Page MenuHomePhabricator

releases2002 ganeti VM not getting IP after reboot
Closed, ResolvedPublic

Description

I rebooted releases2002, a ganeti VM.

It did not come back from reboot. I connected to console and saw it was up though, logged in with root password.

Then saw ferm failed to start and no iptables rules. When trying to start ferm.. failure to do a DNS lookup.

Then saw.. it did not get any IP on the interface at all and networking is just down .. rebooted it one more time.. no change.

still have to find out why what is happening here.. until then we should be careful rebooting any ganeti VMs.. maybe it is a global issue

Event Timeline

I reached this through alerts of backups of releases2002 not working since 2021-01-21. I will disable alerts for this host until fixed (please ping me to re enabling them when fixed).

Change 657783 had a related patch set uploaded (by Jcrespo; owner: Jcrespo):
[operations/puppet@production] bacula: Ignore releases2002 backup errors until vm issues are fixed

https://gerrit.wikimedia.org/r/657783

Change 657783 merged by Jcrespo:
[operations/puppet@production] bacula: Ignore releases2002 backup errors until vm issues are fixed

https://gerrit.wikimedia.org/r/657783

I think the following explains it:

root@releases2002:~# ip addr ls
1: lo: <LOOPBACK,UP,LOWER_UP> mtu 65536 qdisc noqueue state UNKNOWN group default qlen 1000
    link/loopback 00:00:00:00:00:00 brd 00:00:00:00:00:00
    inet 127.0.0.1/8 scope host lo
       valid_lft forever preferred_lft forever
    inet6 ::1/128 scope host 
       valid_lft forever preferred_lft forever
2: ens6: <BROADCAST,MULTICAST> mtu 1500 qdisc noop state DOWN group default qlen 1000
    link/ether aa:00:00:c1:bf:5d brd ff:ff:ff:ff:ff:ff

and

root@releases2002:~# cat /etc/network/interfaces
# This file describes the network interfaces available on your system
# and how to activate them. For more information, see interfaces(5).

source /etc/network/interfaces.d/*

# The loopback network interface
auto lo
iface lo inet loopback

# The primary network interface
allow-hotplug ens5
iface ens5 inet static
	address 10.192.16.180/22
	gateway 10.192.16.1
	# dns-* options are implemented by the resolvconf package, if installed
	dns-nameservers 10.3.0.1
	dns-search codfw.wmnet
   pre-up /sbin/ip token set ::10:192:16:180 dev ens5
   up ip addr add 2620:0:860:102:10:192:16:180/64 dev ens5

So, somehow this PCI slot for the network card changed, thus renaming the card cause systemd implements now persistent interface devices names. [1]

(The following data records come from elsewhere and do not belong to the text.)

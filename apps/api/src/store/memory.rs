//! In-memory store for unit tests. Mirrors the transactional behaviour of
//! `PgStore`: validation happens before any write, so a rejected call leaves
//! the state untouched.

use std::collections::{BTreeSet, HashMap};
use std::sync::Mutex;

use async_trait::async_trait;
use chrono::{DateTime, Utc};

use super::{
    distinct_topics, invalid_topics_error, unknown_topics, DigestStore, PaperStore,
    SubscriptionStore, SummaryStore, TokenStore,
};
use crate::digest::matcher::CategoryMap;
use crate::digest::window::DigestWindow;
use crate::errors::AppError;
use crate::models::kakao::KakaoToken;
use crate::models::paper::{AiSummary, DigestPaper, NewPaper, PaperRow, PendingPaper};
use crate::models::topic::Topic;
use crate::models::user::{NewUser, Preferences, Subscriber, UserRow};

#[derive(Debug, Clone)]
pub struct StoredPaper {
    pub id: i32,
    pub arxiv_id: String,
    pub title: String,
    pub author: String,
    pub summary: Option<String>,
    pub ai_summary: Option<AiSummary>,
    pub categories: Vec<String>,
    pub created_at: DateTime<Utc>,
}

#[derive(Default)]
struct Inner {
    users: Vec<UserRow>,
    topics: Vec<Topic>,
    user_topics: BTreeSet<(i32, i32)>,
    papers: Vec<StoredPaper>,
    category_mapping: Vec<(String, i32)>,
    tokens: HashMap<i32, KakaoToken>,
    token_refreshes: usize,
}

#[derive(Default)]
pub struct MemoryStore {
    inner: Mutex<Inner>,
}

impl MemoryStore {
    pub fn with_topics(labels: &[&str]) -> Self {
        let store = Self::default();
        {
            let mut inner = store.inner.lock().unwrap();
            inner.topics = labels
                .iter()
                .enumerate()
                .map(|(i, label)| Topic {
                    id: i as i32 + 1,
                    label: label.to_string(),
                })
                .collect();
        }
        store
    }

    pub fn map_category(&self, category: &str, topic_id: i32) {
        self.inner
            .lock()
            .unwrap()
            .category_mapping
            .push((category.to_string(), topic_id));
    }

    /// Adds a paper and returns its id.
    pub fn add_paper(
        &self,
        arxiv_id: &str,
        summary: Option<&str>,
        ai_summary: Option<AiSummary>,
        categories: &[&str],
        created_at: DateTime<Utc>,
    ) -> i32 {
        let mut inner = self.inner.lock().unwrap();
        let id = inner.papers.len() as i32 + 1;
        inner.papers.push(StoredPaper {
            id,
            arxiv_id: arxiv_id.to_string(),
            title: format!("Title of {arxiv_id}"),
            author: "A. Author".to_string(),
            summary: summary.map(str::to_string),
            ai_summary,
            categories: categories.iter().map(|c| c.to_string()).collect(),
            created_at,
        });
        id
    }

    pub fn paper(&self, id: i32) -> Option<StoredPaper> {
        self.inner
            .lock()
            .unwrap()
            .papers
            .iter()
            .find(|p| p.id == id)
            .cloned()
    }

    pub fn paper_count(&self) -> usize {
        self.inner.lock().unwrap().papers.len()
    }

    pub fn topic_ids_of(&self, user_id: i32) -> Vec<i32> {
        self.inner
            .lock()
            .unwrap()
            .user_topics
            .iter()
            .filter(|(u, _)| *u == user_id)
            .map(|(_, t)| *t)
            .collect()
    }

    pub fn user_topic_rows(&self) -> usize {
        self.inner.lock().unwrap().user_topics.len()
    }

    pub fn set_active(&self, user_id: i32, active: bool) {
        let mut inner = self.inner.lock().unwrap();
        if let Some(user) = inner.users.iter_mut().find(|u| u.id == user_id) {
            user.active = active;
        }
    }

    pub fn token(&self, user_id: i32) -> Option<KakaoToken> {
        self.inner.lock().unwrap().tokens.get(&user_id).cloned()
    }

    pub fn token_refreshes(&self) -> usize {
        self.inner.lock().unwrap().token_refreshes
    }

    fn check_topics(inner: &Inner, topics: &[i32]) -> Result<Vec<i32>, AppError> {
        let known: Vec<i32> = inner.topics.iter().map(|t| t.id).collect();
        let unknown = unknown_topics(topics, &known);
        if unknown.is_empty() {
            Ok(distinct_topics(topics))
        } else {
            Err(invalid_topics_error(&unknown))
        }
    }

    fn replace_topics(inner: &mut Inner, user_id: i32, topics: Vec<i32>) {
        inner.user_topics.retain(|(u, _)| *u != user_id);
        for topic in topics {
            inner.user_topics.insert((user_id, topic));
        }
    }

    fn subscriber_of(inner: &Inner, user: &UserRow) -> Option<Subscriber> {
        let topics: Vec<i32> = inner
            .user_topics
            .iter()
            .filter(|(u, _)| *u == user.id)
            .map(|(_, t)| *t)
            .collect();
        if topics.is_empty() {
            return None;
        }
        Some(Subscriber {
            id: user.id,
            email: user.email.clone(),
            name: user.name.clone(),
            language: user.language(),
            notification_method: user.notification_method(),
            topics,
        })
    }
}

fn user_row(id: i32, user: &NewUser, active: bool) -> UserRow {
    UserRow {
        id,
        email: user.email.clone(),
        name: user.name.clone(),
        password_hash: user.password_hash.clone(),
        language: user.language.as_str().to_string(),
        notification_method: user.notification_method.as_str().to_string(),
        active,
        created_at: Utc::now(),
    }
}

#[async_trait]
impl SubscriptionStore for MemoryStore {
    async fn find_user_by_email(&self, email: &str) -> Result<Option<UserRow>, AppError> {
        let inner = self.inner.lock().unwrap();
        Ok(inner.users.iter().find(|u| u.email == email).cloned())
    }

    async fn find_user(&self, user_id: i32) -> Result<Option<UserRow>, AppError> {
        let inner = self.inner.lock().unwrap();
        Ok(inner.users.iter().find(|u| u.id == user_id).cloned())
    }

    async fn create_user(&self, user: &NewUser, topics: &[i32]) -> Result<i32, AppError> {
        let mut inner = self.inner.lock().unwrap();
        if inner.users.iter().any(|u| u.email == user.email) {
            return Err(AppError::Conflict(format!(
                "Email '{}' is already registered",
                user.email
            )));
        }
        let topics = Self::check_topics(&inner, topics)?;
        let id = inner.users.len() as i32 + 1;
        inner.users.push(user_row(id, user, true));
        Self::replace_topics(&mut inner, id, topics);
        Ok(id)
    }

    async fn upsert_subscription(
        &self,
        user: &NewUser,
        topics: &[i32],
        active: bool,
    ) -> Result<i32, AppError> {
        let mut inner = self.inner.lock().unwrap();
        let topics = Self::check_topics(&inner, topics)?;
        let id = match inner.users.iter().position(|u| u.email == user.email) {
            Some(idx) => {
                let id = inner.users[idx].id;
                inner.users[idx] = user_row(id, user, active);
                id
            }
            None => {
                let id = inner.users.len() as i32 + 1;
                inner.users.push(user_row(id, user, active));
                id
            }
        };
        Self::replace_topics(&mut inner, id, topics);
        Ok(id)
    }

    async fn update_preferences(&self, user_id: i32, prefs: &Preferences) -> Result<(), AppError> {
        let mut inner = self.inner.lock().unwrap();
        let topics = Self::check_topics(&inner, &prefs.topics)?;
        let user = inner
            .users
            .iter_mut()
            .find(|u| u.id == user_id)
            .ok_or_else(|| AppError::NotFound(format!("User {user_id} not found")))?;
        user.language = prefs.language.as_str().to_string();
        user.notification_method = prefs.notification_method.as_str().to_string();
        user.active = prefs.active;
        Self::replace_topics(&mut inner, user_id, topics);
        Ok(())
    }

    async fn list_topics(&self) -> Result<Vec<Topic>, AppError> {
        Ok(self.inner.lock().unwrap().topics.clone())
    }

    async fn user_topics(&self, user_id: i32) -> Result<Vec<Topic>, AppError> {
        let inner = self.inner.lock().unwrap();
        Ok(inner
            .topics
            .iter()
            .filter(|t| inner.user_topics.contains(&(user_id, t.id)))
            .cloned()
            .collect())
    }
}

#[async_trait]
impl DigestStore for MemoryStore {
    async fn active_subscribers(&self) -> Result<Vec<Subscriber>, AppError> {
        let inner = self.inner.lock().unwrap();
        Ok(inner
            .users
            .iter()
            .filter(|u| u.active)
            .filter_map(|u| Self::subscriber_of(&inner, u))
            .collect())
    }

    async fn subscriber(&self, user_id: i32) -> Result<Option<Subscriber>, AppError> {
        let inner = self.inner.lock().unwrap();
        Ok(inner
            .users
            .iter()
            .find(|u| u.id == user_id)
            .and_then(|u| Self::subscriber_of(&inner, u)))
    }

    async fn recent_papers(&self, window: DigestWindow) -> Result<Vec<DigestPaper>, AppError> {
        let inner = self.inner.lock().unwrap();
        let categories = CategoryMap::new(inner.category_mapping.clone());
        let (from, to) = window.bounds();
        Ok(inner
            .papers
            .iter()
            .filter(|p| p.created_at >= from && p.created_at < to)
            .filter_map(|p| {
                let row = PaperRow {
                    id: p.id,
                    arxiv_id: p.arxiv_id.clone(),
                    title: p.title.clone(),
                    author: p.author.clone(),
                    ai_summary: p
                        .ai_summary
                        .as_ref()
                        .and_then(|ai| serde_json::to_value(ai).ok()),
                    categories: p.categories.clone(),
                    created_at: p.created_at,
                };
                super::papers::to_digest_paper(row, &categories)
            })
            .collect())
    }
}

#[async_trait]
impl SummaryStore for MemoryStore {
    async fn papers_pending_summary(&self) -> Result<Vec<PendingPaper>, AppError> {
        let inner = self.inner.lock().unwrap();
        Ok(inner
            .papers
            .iter()
            .filter(|p| p.ai_summary.is_none())
            .filter_map(|p| {
                let summary = p.summary.clone().filter(|s| !s.is_empty())?;
                Some(PendingPaper {
                    id: p.id,
                    arxiv_id: p.arxiv_id.clone(),
                    summary,
                })
            })
            .collect())
    }

    async fn save_ai_summary(&self, paper_id: i32, summary: &AiSummary) -> Result<(), AppError> {
        let mut inner = self.inner.lock().unwrap();
        let paper = inner
            .papers
            .iter_mut()
            .find(|p| p.id == paper_id)
            .ok_or_else(|| AppError::NotFound(format!("Paper {paper_id} not found")))?;
        paper.ai_summary = Some(summary.clone());
        Ok(())
    }
}

#[async_trait]
impl PaperStore for MemoryStore {
    async fn insert_papers(&self, papers: &[NewPaper]) -> Result<u64, AppError> {
        let mut inner = self.inner.lock().unwrap();
        let mut inserted = 0;
        for paper in papers {
            if inner.papers.iter().any(|p| p.arxiv_id == paper.arxiv_id) {
                continue;
            }
            let id = inner.papers.len() as i32 + 1;
            inner.papers.push(StoredPaper {
                id,
                arxiv_id: paper.arxiv_id.clone(),
                title: paper.title.clone(),
                author: paper.author.clone(),
                summary: Some(paper.summary.clone()),
                ai_summary: None,
                categories: paper.categories.clone(),
                created_at: Utc::now(),
            });
            inserted += 1;
        }
        Ok(inserted)
    }
}

#[async_trait]
impl TokenStore for MemoryStore {
    async fn get_token(&self, user_id: i32) -> Result<Option<KakaoToken>, AppError> {
        Ok(self.inner.lock().unwrap().tokens.get(&user_id).cloned())
    }

    async fn upsert_token(&self, token: &KakaoToken) -> Result<(), AppError> {
        let mut inner = self.inner.lock().unwrap();
        let refresh_token = token.refresh_token.clone().or_else(|| {
            inner
                .tokens
                .get(&token.user_id)
                .and_then(|t| t.refresh_token.clone())
        });
        inner.tokens.insert(
            token.user_id,
            KakaoToken {
                refresh_token,
                ..token.clone()
            },
        );
        Ok(())
    }

    async fn update_refreshed(
        &self,
        user_id: i32,
        access_token: &str,
        refresh_token: Option<&str>,
        expires_at: i64,
    ) -> Result<(), AppError> {
        let mut inner = self.inner.lock().unwrap();
        inner.token_refreshes += 1;
        if let Some(token) = inner.tokens.get_mut(&user_id) {
            token.access_token = access_token.to_string();
            if let Some(rotated) = refresh_token {
                token.refresh_token = Some(rotated.to_string());
            }
            token.expires_at = expires_at;
        }
        Ok(())
    }
}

Now as to why, my guess is: https://phabricator.wikimedia.org/T272092#6762844 which

akosiaris@releases2002:~$ sudo lspci
00:00.0 Host bridge: Intel Corporation 440FX - 82441FX PMC [Natoma] (rev 02)
00:01.0 ISA bridge: Intel Corporation 82371SB PIIX3 ISA [Natoma/Triton II]
00:01.1 IDE interface: Intel Corporation 82371SB PIIX3 IDE [Natoma/Triton II]
00:01.2 USB controller: Intel Corporation 82371SB PIIX3 USB [Natoma/Triton II] (rev 01)
00:01.3 Bridge: Intel Corporation 82371AB/EB/MB PIIX4 ACPI (rev 03)
00:02.0 VGA compatible controller: Device 1234:1111 (rev 02)
00:03.0 Unclassified device [00ff]: Red Hat, Inc Virtio memory balloon
00:04.0 SCSI storage controller: Red Hat, Inc Virtio block device
00:05.0 SCSI storage controller: Red Hat, Inc Virtio block device
00:06.0 Ethernet controller: Red Hat, Inc Virtio network device

points out.

[1] https://www.freedesktop.org/software/systemd/man/systemd.net-naming-scheme.html

akosiaris claimed this task.

Anyway, s/ens5/ens6/ in /etc/network/interfaces and the issue has been fixed. I was wondering whether it makes sense to invest time to "fix" this but having met 1 instance of it in 5-6 years that we have ganeti around, I am gonna say it's not worth it. That being said, let's document this.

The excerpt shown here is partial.